Everyone blames ORM when they get into performance trouble. Is there any method to get performant as promised in the benchmarks.md
?
Baked queries⌗
As mentioned above, converting an ORM query to its corresponding SQL costs considerable time. According to the Pareto principle, we normally spend most of time on a few queries, thus, it’s a natural intuition to cache those queries instead of parsing ORM queries to SQLs over again.
The cached queries are called baked queries.
This technique is different from caching the results from database - you only cache the generated SQLs so there is no need to worry about the consistency.
Below is an example from gino.
Gino is an async ORM based on SQLAlchemy Core and
asyncpg
with rather decent usability and performance.
class User(db.Model):
__tablename__ = "users"
id = db.Column(db.Integer, primary_key=True)
name = db.Column(db.String)
@db.bake
def getter(cls):
return cls.query.where(cls.id == db.bindparam("uid"))
@classmethod
async def get_by_id(cls, uid: int):
return await cls.getter.one_or_none(uid=uid)
With baked queries, you can get around the main bottleneck of parsing ORM queries into SQLs, in most cases this would be a huge performance enhancement:
$ wrk --latency -t20 -c50 -d15s http://0.0.0.0:8080/api/users/1 # pure ORM
Running 15s test @ http://0.0.0.0:8080/api/users/1
20 threads and 50 connections
Thread Stats Avg Stdev Max +/- Stdev
Latency 12.57ms 8.38ms 178.15ms 76.60%
Req/Sec 165.40 79.13 440.00 82.63%
Latency Distribution
50% 12.12ms
75% 16.06ms
90% 19.62ms
99% 39.17ms
49473 requests in 15.06s, 7.03MB read
Requests/sec: 3284.77
Transfer/sec: 477.96KB
$ wrk --latency -t20 -c50 -d15s http://0.0.0.0:8080/api/users/1/bake # with baked queries
Running 15s test @ http://0.0.0.0:8080/api/users/1/bake
20 threads and 50 connections
Thread Stats Avg Stdev Max +/- Stdev
Latency 10.53ms 10.43ms 156.56ms 96.66%
Req/Sec 211.44 69.41 560.00 76.27%
Latency Distribution
50% 9.07ms
75% 11.34ms
90% 14.57ms
99% 61.73ms
63338 requests in 15.06s, 9.00MB read
Requests/sec: 4206.11
Transfer/sec: 612.02KB
$ wrk --latency -t20 -c50 -d15s http://0.0.0.0:8080/api/users/1/raw # raw SQL
Running 15s test @ http://0.0.0.0:8080/api/users/1/raw
20 threads and 50 connections
Thread Stats Avg Stdev Max +/- Stdev
Latency 9.12ms 6.35ms 125.16ms 93.34%
Req/Sec 233.71 69.49 520.00 71.32%
Latency Distribution
50% 7.80ms
75% 10.08ms
90% 13.39ms
99% 38.28ms
69947 requests in 15.05s, 9.94MB read
Requests/sec: 4647.83
Transfer/sec: 676.30KB
Revised benchmarks⌗
Now you probably agree that we should run benchmarks with an ORM. Let’s design some test vectors:
- FastAPI/Sanic + gino, raw SQL
- FastAPI/Sanic + gino, without baked queries
- FastAPI/Sanic + gino, with baked queries
- Gin + raw SQL
I’ll omit the details here lest Go manias be irritated.
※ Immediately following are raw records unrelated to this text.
//! The starter set of sports written into an empty store.

use crate::sport::NewSport;

const STARTER_SPORTS: &[(&str, &str, &str)] = &[
  ("Football", "Eleven-a-side association football", "Team"),
  ("Basketball", "Indoor five-a-side basketball", "Team"),
  ("Tennis", "Singles and doubles on hard courts", "Racket"),
  ("Swimming", "Lane swimming and technique coaching", "Aquatic"),
  ("Volleyball", "Indoor and beach volleyball", "Team"),
  ("Athletics", "Track and field events", "Individual"),
];

/// The starter sports, in a fixed order.
pub fn starter_sports() -> Vec<NewSport> {
  STARTER_SPORTS
    .iter()
    .map(|(name, description, category)| {
      NewSport::new(*name, *description, *category)
    })
    .collect()
}
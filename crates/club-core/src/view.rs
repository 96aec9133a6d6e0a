//! Derived read models joining members and sports through their active
//! subscriptions. Never stored, always computed.

use serde::{Deserialize, Serialize};

use crate::{member::Member, sport::Sport, subscription::Subscription};

/// A member together with every sport it is actively subscribed to.
#[derive(Debug, Clone, Serialize, Deserialize)]
pub struct MemberWithSports {
  #[serde(flatten)]
  pub member:        Member,
  /// Sports reachable through active subscriptions, in subscription order.
  /// Subscriptions whose sport has been deleted are skipped.
  pub sports:        Vec<Sport>,
  /// The active subscription rows for this member.
  pub subscriptions: Vec<Subscription>,
}

/// A sport together with every member actively subscribed to it.
#[derive(Debug, Clone, Serialize, Deserialize)]
pub struct SportWithMembers {
  #[serde(flatten)]
  pub sport:        Sport,
  /// Members reachable through active subscriptions. Subscriptions whose
  /// member has been deleted are skipped.
  pub members:      Vec<Member>,
  /// Always `members.len()`.
  pub member_count: usize,
}

impl SportWithMembers {
  pub fn new(sport: Sport, members: Vec<Member>) -> Self {
    let member_count = members.len();
    Self { sport, members, member_count }
  }
}
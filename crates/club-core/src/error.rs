//! Error types for `club-core`.

use thiserror::Error;
use uuid::Uuid;

/// Coarse classification of a store failure.
///
/// Every public store operation either succeeds or fails with exactly one of
/// these kinds.
#[derive(Debug, Clone, Copy, PartialEq, Eq)]
pub enum ErrorKind {
  /// The operation referenced an id or pair that does not exist.
  NotFound,
  /// A uniqueness rule would be violated (duplicate email, duplicate active
  /// subscription).
  Conflict,
  /// The store was used before (or after) its storage medium was ready.
  NotInitialized,
  /// The underlying storage medium reported an I/O or decoding failure.
  Storage,
}

#[derive(Debug, Error)]
pub enum Error {
  #[error("sport not found: {0}")]
  SportNotFound(Uuid),

  #[error("member not found: {0}")]
  MemberNotFound(Uuid),

  #[error("no subscription for member {member_id} to sport {sport_id}")]
  SubscriptionNotFound { member_id: Uuid, sport_id: Uuid },

  #[error("a member with email {0:?} already exists")]
  DuplicateEmail(String),

  #[error("member {member_id} is already subscribed to sport {sport_id}")]
  AlreadySubscribed { member_id: Uuid, sport_id: Uuid },

  #[error("store is not initialized")]
  NotInitialized,

  #[error("unknown {field} value: {value:?}")]
  UnknownVariant { field: &'static str, value: String },
}

impl Error {
  pub fn kind(&self) -> ErrorKind {
    match self {
      Self::SportNotFound(_)
      | Self::MemberNotFound(_)
      | Self::SubscriptionNotFound { .. } => ErrorKind::NotFound,
      Self::DuplicateEmail(_) | Self::AlreadySubscribed { .. } => {
        ErrorKind::Conflict
      }
      Self::NotInitialized => ErrorKind::NotInitialized,
      Self::UnknownVariant { .. } => ErrorKind::Storage,
    }
  }
}

pub type Result<T, E = Error> = std::result::Result<T, E>;

#[cfg(test)]
mod tests {
  use super::*;

  #[test]
  fn kinds_follow_variants() {
    let id = Uuid::new_v4();
    assert_eq!(Error::SportNotFound(id).kind(), ErrorKind::NotFound);
    assert_eq!(
      Error::SubscriptionNotFound { member_id: id, sport_id: id }.kind(),
      ErrorKind::NotFound
    );
    assert_eq!(
      Error::DuplicateEmail("a@b.com".into()).kind(),
      ErrorKind::Conflict
    );
    assert_eq!(
      Error::AlreadySubscribed { member_id: id, sport_id: id }.kind(),
      ErrorKind::Conflict
    );
    assert_eq!(Error::NotInitialized.kind(), ErrorKind::NotInitialized);
    assert_eq!(
      Error::UnknownVariant { field: "member status", value: "x".into() }.kind(),
      ErrorKind::Storage
    );
  }
}
//! Runtime configuration for the `club` binary.

use std::path::{Path, PathBuf};

use anyhow::Context as _;
use serde::Deserialize;

/// Deserialised from the optional TOML file layered with `CLUB_*` variables.
#[derive(Debug, Clone, Deserialize)]
pub struct ClubConfig {
  /// SQLite database file. A leading `~/` is expanded.
  pub store_path:  PathBuf,
  /// Write the starter sports into an empty store on startup.
  pub seed_sports: bool,
}

impl ClubConfig {
  /// Load from `path` (missing file is fine) and the environment.
  pub fn load(path: &Path) -> anyhow::Result<Self> {
    let settings = config::Config::builder()
      .set_default("store_path", "club.db")?
      .set_default("seed_sports", true)?
      .add_source(config::File::from(path).required(false))
      .add_source(config::Environment::with_prefix("CLUB"))
      .build()
      .with_context(|| format!("failed to read config file {}", path.display()))?;

    let mut cfg: ClubConfig = settings
      .try_deserialize()
      .context("failed to deserialise ClubConfig")?;
    cfg.store_path = expand_tilde(&cfg.store_path);
    Ok(cfg)
  }
}

/// Expand a leading `~` to the user's home directory.
pub fn expand_tilde(path: &Path) -> PathBuf {
  let s = path.to_string_lossy();
  if let Some(rest) = s.strip_prefix("~/")
    && let Ok(home) = std::env::var("HOME")
  {
    return PathBuf::from(home).join(rest);
  }
  path.to_path_buf()
}

#[cfg(test)]
mod tests {
  use super::*;

  #[test]
  fn missing_file_falls_back_to_defaults() {
    let cfg = ClubConfig::load(Path::new("does-not-exist.toml")).unwrap();
    assert!(cfg.seed_sports);
    assert_eq!(cfg.store_path, PathBuf::from("club.db"));
  }

  #[test]
  fn plain_paths_are_not_expanded() {
    assert_eq!(expand_tilde(Path::new("data/club.db")), PathBuf::from("data/club.db"));
  }
}
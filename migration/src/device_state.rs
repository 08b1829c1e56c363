// Copyright (c) 2024 Huawei Technologies Co.,Ltd. All rights reserved.
//
// StratoVirt is licensed under Mulan PSL v2.
// You can use this software according to the terms and conditions of the Mulan
// PSL v2.
// You may obtain a copy of Mulan PSL v2 at:
//         http://license.coscl.org.cn/MulanPSL2
// THIS SOFTWARE IS PROVIDED ON AN "AS IS" BASIS, WITHOUT WARRANTIES OF ANY
// KIND, EITHER EXPRESS OR IMPLIED, INCLUDING BUT NOT LIMITED TO
// NON-INFRINGEMENT, MERCHANTABILITY OR FIT FOR A PARTICULAR PURPOSE.
// See the Mulan PSL v2 for more details.

use std::cmp::Ordering;

use anyhow::{bail, Result};

use crate::error::MigrationError;
use crate::protocol::CprMode;

/// Version check result enum.
#[derive(PartialEq, Eq, Debug)]
pub enum VersionCheck {
    /// Version is completely same.
    Same,
    /// Version is older but still supported.
    Compat,
    /// Version is not compatible.
    Mismatch,
}

/// Trait to acquire the state of a component as bytes and recover the
/// component from those bytes.
///
/// # Notes
///
/// The bytes are opaque to the migration core. A component decides its own
/// encoding and must be able to decode every version between its
/// `compat_version` and `current_version`.
pub trait StateTransfer {
    /// Get the component state as bytes vector.
    ///
    /// # Arguments
    ///
    /// * `mode` - Checkpoint mode of the running save.
    fn get_state_vec(&self, mode: CprMode) -> Result<Vec<u8>>;

    /// Set the component state from bytes slice.
    ///
    /// # Arguments
    ///
    /// * `state` - Payload of the section.
    /// * `version` - Version the payload was written with.
    /// * `mode` - Checkpoint mode of the running load.
    fn set_state(&self, _state: &[u8], _version: u32, _mode: CprMode) -> Result<()> {
        Ok(())
    }

    /// Set the state of a mutable component from bytes slice.
    fn set_state_mut(&mut self, _state: &[u8], _version: u32, _mode: CprMode) -> Result<()> {
        Ok(())
    }
}

/// The structure to describe the state of a component type with version
/// message.
#[derive(Debug, Clone, PartialEq, Eq)]
pub struct DeviceStateDesc {
    /// Component type identify.
    pub name: String,
    /// Version written by this build.
    pub current_version: u32,
    /// The minimum version this build can still read.
    pub compat_version: u32,
    /// Optional components are written as skippable sections.
    pub optional: bool,
}

impl DeviceStateDesc {
    pub fn new(name: &str, current_version: u32, compat_version: u32) -> Self {
        DeviceStateDesc {
            name: name.to_string(),
            current_version,
            compat_version,
            optional: false,
        }
    }

    /// Mark the component as optional.
    pub fn optional(mut self) -> Self {
        self.optional = true;
        self
    }

    /// Check a version read from a section against this descriptor.
    /// If version is same, return enum `Same`.
    /// If version is older but not below `compat_version`, return enum `Compat`.
    /// Otherwise return enum `Mismatch`.
    pub fn check_version(&self, version: u32) -> VersionCheck {
        match self.current_version.cmp(&version) {
            Ordering::Equal => VersionCheck::Same,
            Ordering::Greater if version >= self.compat_version => VersionCheck::Compat,
            _ => VersionCheck::Mismatch,
        }
    }

    /// Same as `check_version`, but a mismatch becomes an error.
    pub fn validate_version(&self, id: &str, version: u32) -> Result<VersionCheck> {
        match self.check_version(version) {
            VersionCheck::Mismatch if version > self.current_version => bail!(
                MigrationError::VersionNotFit(id.to_string(), version, self.current_version)
            ),
            VersionCheck::Mismatch => bail!(MigrationError::VersionTooOld(
                id.to_string(),
                version,
                self.compat_version
            )),
            check => Ok(check),
        }
    }
}
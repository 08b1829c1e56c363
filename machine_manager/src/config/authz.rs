// Copyright (c) 2024 Huawei Technologies Co.,Ltd. All rights reserved.
//
// StratoVirt is licensed under Mulan PSL v2.
// You can use this software according to the terms and conditions of the Mulan
// PSL v2.
// You may obtain a copy of Mulan PSL v2 at:
//         http://license.coscl.org.cn/MulanPSL2
// THIS SOFTWARE IS PROVIDED ON AN "AS IS" BASIS, WITHOUT WARRANTIES OF ANY
// KIND, EITHER EXPRESS OR IMPLIED, INCLUDING BUT NOT LIMITED TO
// NON-INFRINGEMENT, MERCHANTABILITY OR FIT FOR A PARTICULAR PURPOSE.
// See the Mulan PSL v2 for more details.

use anyhow::{bail, Result};
use clap::Parser;
use serde::{Deserialize, Serialize};

use super::{str_slip_to_clap, valid_id, ConfigError, VmConfig};

/// `-object authz-simple,id=<id>,identity=<identity>`
///
/// A peer is allowed when its identity equals `identity`. For TLS the
/// identity of a peer is the hex SHA-256 digest of its leaf certificate.
#[derive(Parser, Debug, Clone, Default, Serialize, Deserialize)]
#[command(no_binary_name(true))]
pub struct AuthzSimpleConfig {
    #[arg(long, value_parser = ["authz-simple"])]
    pub classtype: String,
    #[arg(long, value_parser = valid_id)]
    pub id: String,
    #[arg(long)]
    pub identity: String,
}

impl VmConfig {
    pub fn add_authz(&mut self, authz_config: &str) -> Result<()> {
        let authz = AuthzSimpleConfig::try_parse_from(str_slip_to_clap(authz_config, true))?;
        if authz.identity.is_empty() {
            bail!(ConfigError::FieldIsMissing(
                "identity".to_string(),
                "authz-simple".to_string()
            ));
        }
        let id = authz.id.clone();
        if self.object_exists(&id) {
            bail!(ConfigError::IdRepeat(id, "authz-simple".to_string()));
        }
        self.object.authz_object.insert(id, authz);
        Ok(())
    }
}
// Copyright (c) 2024 Huawei Technologies Co.,Ltd. All rights reserved.
//
// StratoVirt is licensed under Mulan PSL v2.
// You can use this software according to the terms and conditions of the Mulan
// PSL v2.
// You may obtain a copy of Mulan PSL v2 at:
//         http://license.coscl.org.cn/MulanPSL2
// THIS SOFTWARE IS PROVIDED ON AN "AS IS" BASIS, WITHOUT WARRANTIES OF ANY
// KIND, EITHER EXPRESS OR IMPLIED, INCLUDING BUT NOT LIMITED TO
// NON-INFRINGEMENT, MERCHANTABILITY OR FIT FOR A PARTICULAR PURPOSE.
// See the Mulan PSL v2 for more details.

use std::fs::{File, OpenOptions};
use std::io::{self, BufRead, BufReader, BufWriter, Read, Write};
use std::os::unix::fs::OpenOptionsExt;
use std::path::Path;

use anyhow::{anyhow, bail, Result};
use byteorder::{BigEndian, ReadBytesExt, WriteBytesExt};
use log::{debug, warn};

use crate::error::MigrationError;

/// Byte stream a channel can run on: a file, a socket or a TLS session.
pub trait ChannelStream: Read + Write + Send {}

impl<T: Read + Write + Send> ChannelStream for T {}

/// Direction of a channel.
#[derive(Debug, Clone, Copy, PartialEq, Eq)]
pub enum ChannelMode {
    Read,
    Write,
}

enum ChannelIo {
    Reader(BufReader<Box<dyn ChannelStream>>),
    Writer(BufWriter<Box<dyn ChannelStream>>),
}

/// Buffered sink or source of the migration stream with big-endian
/// primitive encoders and decoders.
///
/// # Notes
///
/// The underlying stream is released once, by the first `close` or by drop.
pub struct MigrationChannel {
    name: String,
    io: Option<ChannelIo>,
    file_backed: bool,
}

impl std::fmt::Debug for MigrationChannel {
    fn fmt(&self, f: &mut std::fmt::Formatter<'_>) -> std::fmt::Result {
        f.debug_struct("MigrationChannel")
            .field("name", &self.name)
            .field("file_backed", &self.file_backed)
            .finish_non_exhaustive()
    }
}

fn io_error(name: &str, e: io::Error) -> anyhow::Error {
    if e.kind() == io::ErrorKind::UnexpectedEof {
        anyhow!(MigrationError::Eof(name.to_string()))
    } else {
        anyhow!(MigrationError::Io {
            name: name.to_string(),
            source: e,
        })
    }
}

impl MigrationChannel {
    /// Open a file backed channel. A file opened for writing is created with
    /// permission `0600` and truncated.
    ///
    /// # Arguments
    ///
    /// * `path` - Path of the checkpoint image.
    /// * `mode` - Read or write.
    pub fn open<P: AsRef<Path>>(path: P, mode: ChannelMode) -> Result<Self> {
        let path = path.as_ref();
        let file = match mode {
            ChannelMode::Write => OpenOptions::new()
                .write(true)
                .create(true)
                .truncate(true)
                .mode(0o600)
                .open(path),
            ChannelMode::Read => File::open(path),
        }
        .map_err(|e| {
            anyhow!(MigrationError::ResourceUnavailable {
                path: path.display().to_string(),
                source: e,
            })
        })?;

        let mut channel = Self::from_stream(&path.display().to_string(), Box::new(file), mode);
        channel.file_backed = true;
        Ok(channel)
    }

    /// Build a channel on top of an already connected stream.
    pub fn from_stream(name: &str, stream: Box<dyn ChannelStream>, mode: ChannelMode) -> Self {
        let io = match mode {
            ChannelMode::Read => ChannelIo::Reader(BufReader::new(stream)),
            ChannelMode::Write => ChannelIo::Writer(BufWriter::new(stream)),
        };
        debug!("Channel {} opened for {:?}", name, mode);
        MigrationChannel {
            name: name.to_string(),
            io: Some(io),
            file_backed: false,
        }
    }

    pub fn name(&self) -> &str {
        &self.name
    }

    pub fn is_file(&self) -> bool {
        self.file_backed
    }

    pub fn is_closed(&self) -> bool {
        self.io.is_none()
    }

    fn writer(&mut self) -> Result<&mut BufWriter<Box<dyn ChannelStream>>> {
        match self.io.as_mut() {
            Some(ChannelIo::Writer(writer)) => Ok(writer),
            Some(ChannelIo::Reader(_)) => bail!("Channel {} is not writable", self.name),
            None => Err(anyhow!(MigrationError::ChannelClosed(self.name.clone()))),
        }
    }

    fn reader(&mut self) -> Result<&mut BufReader<Box<dyn ChannelStream>>> {
        match self.io.as_mut() {
            Some(ChannelIo::Reader(reader)) => Ok(reader),
            Some(ChannelIo::Writer(_)) => bail!("Channel {} is not readable", self.name),
            None => Err(anyhow!(MigrationError::ChannelClosed(self.name.clone()))),
        }
    }

    pub fn put_u8(&mut self, v: u8) -> Result<()> {
        let ret = self.writer()?.write_u8(v);
        ret.map_err(|e| io_error(&self.name, e))
    }

    pub fn put_be16(&mut self, v: u16) -> Result<()> {
        let ret = self.writer()?.write_u16::<BigEndian>(v);
        ret.map_err(|e| io_error(&self.name, e))
    }

    pub fn put_be32(&mut self, v: u32) -> Result<()> {
        let ret = self.writer()?.write_u32::<BigEndian>(v);
        ret.map_err(|e| io_error(&self.name, e))
    }

    pub fn put_be64(&mut self, v: u64) -> Result<()> {
        let ret = self.writer()?.write_u64::<BigEndian>(v);
        ret.map_err(|e| io_error(&self.name, e))
    }

    pub fn put_buffer(&mut self, buf: &[u8]) -> Result<()> {
        let ret = self.writer()?.write_all(buf);
        ret.map_err(|e| io_error(&self.name, e))
    }

    pub fn get_u8(&mut self) -> Result<u8> {
        let ret = self.reader()?.read_u8();
        ret.map_err(|e| io_error(&self.name, e))
    }

    pub fn get_be16(&mut self) -> Result<u16> {
        let ret = self.reader()?.read_u16::<BigEndian>();
        ret.map_err(|e| io_error(&self.name, e))
    }

    pub fn get_be32(&mut self) -> Result<u32> {
        let ret = self.reader()?.read_u32::<BigEndian>();
        ret.map_err(|e| io_error(&self.name, e))
    }

    pub fn get_be64(&mut self) -> Result<u64> {
        let ret = self.reader()?.read_u64::<BigEndian>();
        ret.map_err(|e| io_error(&self.name, e))
    }

    /// Fill `buf` completely from the channel.
    pub fn get_buffer(&mut self, buf: &mut [u8]) -> Result<()> {
        let ret = self.reader()?.read_exact(buf);
        ret.map_err(|e| io_error(&self.name, e))
    }

    /// Read exactly `len` bytes into a new vector.
    pub fn get_vec(&mut self, len: usize) -> Result<Vec<u8>> {
        let mut buf = vec![0_u8; len];
        self.get_buffer(&mut buf)?;
        Ok(buf)
    }

    /// Whether a read channel has no more data. Blocks on a stream until data
    /// arrives or the peer closes it.
    pub fn is_at_eof(&mut self) -> Result<bool> {
        let ret = self.reader()?.fill_buf().map(|buf| buf.is_empty());
        ret.map_err(|e| io_error(&self.name, e))
    }

    /// Flush pending writes and release the underlying stream. Closing an
    /// already closed channel does nothing.
    pub fn close(&mut self) -> Result<()> {
        let io = match self.io.take() {
            Some(io) => io,
            None => return Ok(()),
        };
        if let ChannelIo::Writer(mut writer) = io {
            writer.flush().map_err(|e| io_error(&self.name, e))?;
        }
        debug!("Channel {} closed", self.name);
        Ok(())
    }
}

impl Drop for MigrationChannel {
    fn drop(&mut self) {
        if let Err(e) = self.close() {
            warn!("Failed to close channel {}: {:?}", self.name, e);
        }
    }
}
/// Start the server side handshake on `stream`.
///
/// # Arguments
///
/// * `name` - Channel name used in logs and errors.
/// * `stream` - Connected raw stream, released on failure.
/// * `creds` - Server endpoint credentials.
/// * `authz` - Policy checked against the client certificate.
/// * `callback` - Receives the secure channel or the handshake error.
pub fn wrap_server<S>(
    name: &str,
    stream: S,
    creds: &TlsCredObjConfig,
    authz: Option<Arc<AuthzSimpleConfig>>,
    callback: HandshakeCallback,
) -> Result<PendingHandshake>
where
    S: ChannelStream + AsFd + 'static,
{
    if creds.endpoint != TlsEndpoint::Server {
        bail!(MigrationError::EndpointMismatch(TlsEndpoint::Server));
    }
    let config = make_server_config(creds)?;
    let socket = clone_socket(name, &stream)?;
    let conn_name = name.to_string();
    let handshake = move || {
        let mut stream: Box<dyn ChannelStream> = Box::new(stream);
        let mut conn =
            ServerConnection::new(config).map_err(|e| handshake_error(&conn_name, e))?;
        complete_handshake(&mut *conn, &mut stream)
            .map_err(|e| handshake_error(&conn_name, e))?;
        if let Some(authz) = authz {
            check_authz(&conn_name, conn.peer_certificates(), &authz)?;
        }
        info!("{}: TLS handshake completed", conn_name);
        Ok(TlsChannel::Server(StreamOwned::new(conn, stream)))
    };
    PendingHandshake::spawn(name, socket, handshake, callback)
}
In conclusion, the performance (RPS) ranking would be:
- Sanic > FastAPI ~= Gin
- Raw SQL > baked queries » ORM
- Gin, Raw SQL ~= FastAPI, baked queries
Sanic performs really well, but if automatic request parameter validation or OpenAPI documentation is necessary, FastAPI would be a better (or perhaps the only) choice.
Conclusion⌗
Asynchronous Python community is growing rapidly and new libraries and frameworks are always emerging. With blazing-fast development efficiency and comparable performance to NodeJS or Golang, asynchronous Python is winning greater popularity in web development steadily.
Trivia⌗
Gin’s annoying 406 errors⌗
If you set wrk -c
to 200
, there may come many HTTP 406 errors when testing Gin. The simplest solution is to set the concurrency to 50
.
Proper pool size setting⌗
DB_POOL_MAX_SIZE
should be greater than concurrent wrk connections to avoid frequent database connection acquirements.